Start of Block

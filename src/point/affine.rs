//! Affine points: `(x, y)` pairs plus an infinity flag.

use subtle::Choice;

use crate::curve::Curve;
use crate::field::FieldElement;

/// A point in affine coordinates, or the point at infinity.
///
/// Affine points are the "resting" representation used for SEC1 encoding
/// and as the output of [`super::projective::ProjectivePoint::make_affine`];
/// all arithmetic happens in [`super::projective::ProjectivePoint`].
#[derive(Clone, Debug)]
pub struct AffinePoint {
    pub(crate) x: FieldElement,
    pub(crate) y: FieldElement,
    pub(crate) infinity: Choice,
}

impl AffinePoint {
    /// Construct from coordinates known to already be on the curve.
    ///
    /// Callers that have not already validated the point should go through
    /// [`super::projective::ProjectivePoint::set_affine`] instead, which
    /// performs the on-curve check.
    pub(crate) fn new_unchecked(x: FieldElement, y: FieldElement) -> Self {
        AffinePoint {
            x,
            y,
            infinity: Choice::from(0),
        }
    }

    /// The point at infinity.
    pub fn identity(curve: &Curve) -> Self {
        let m = curve.modulus();
        AffinePoint {
            x: m.zero(),
            y: m.zero(),
            infinity: Choice::from(1),
        }
    }

    /// `true` iff this is the point at infinity.
    pub fn is_identity(&self) -> Choice {
        self.infinity
    }

    /// `x`-coordinate. Meaningless (but defined, as `0`) at infinity.
    pub fn x(&self) -> &FieldElement {
        &self.x
    }

    /// `y`-coordinate. Meaningless (but defined, as `0`) at infinity.
    pub fn y(&self) -> &FieldElement {
        &self.y
    }
}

End of Block

=== TASK TO COMPLETE ===
Begin at the line above that has "#[derive(Clone, Debug)]" and stop after the line that has "the on-curve check.", copying each line exactly and adding nothing else.

=== ANSWER TO THIS EXERCISE ===
#[derive(Clone, Debug)]
pub struct AffinePoint {
    pub(crate) x: FieldElement,
    pub(crate) y: FieldElement,
    pub(crate) infinity: Choice,
}

impl AffinePoint {
    /// Construct from coordinates known to already be on the curve.
    ///
    /// Callers that have not already validated the point should go through
    /// [`super::projective::ProjectivePoint::set_affine`] instead, which
    /// performs the on-curve check.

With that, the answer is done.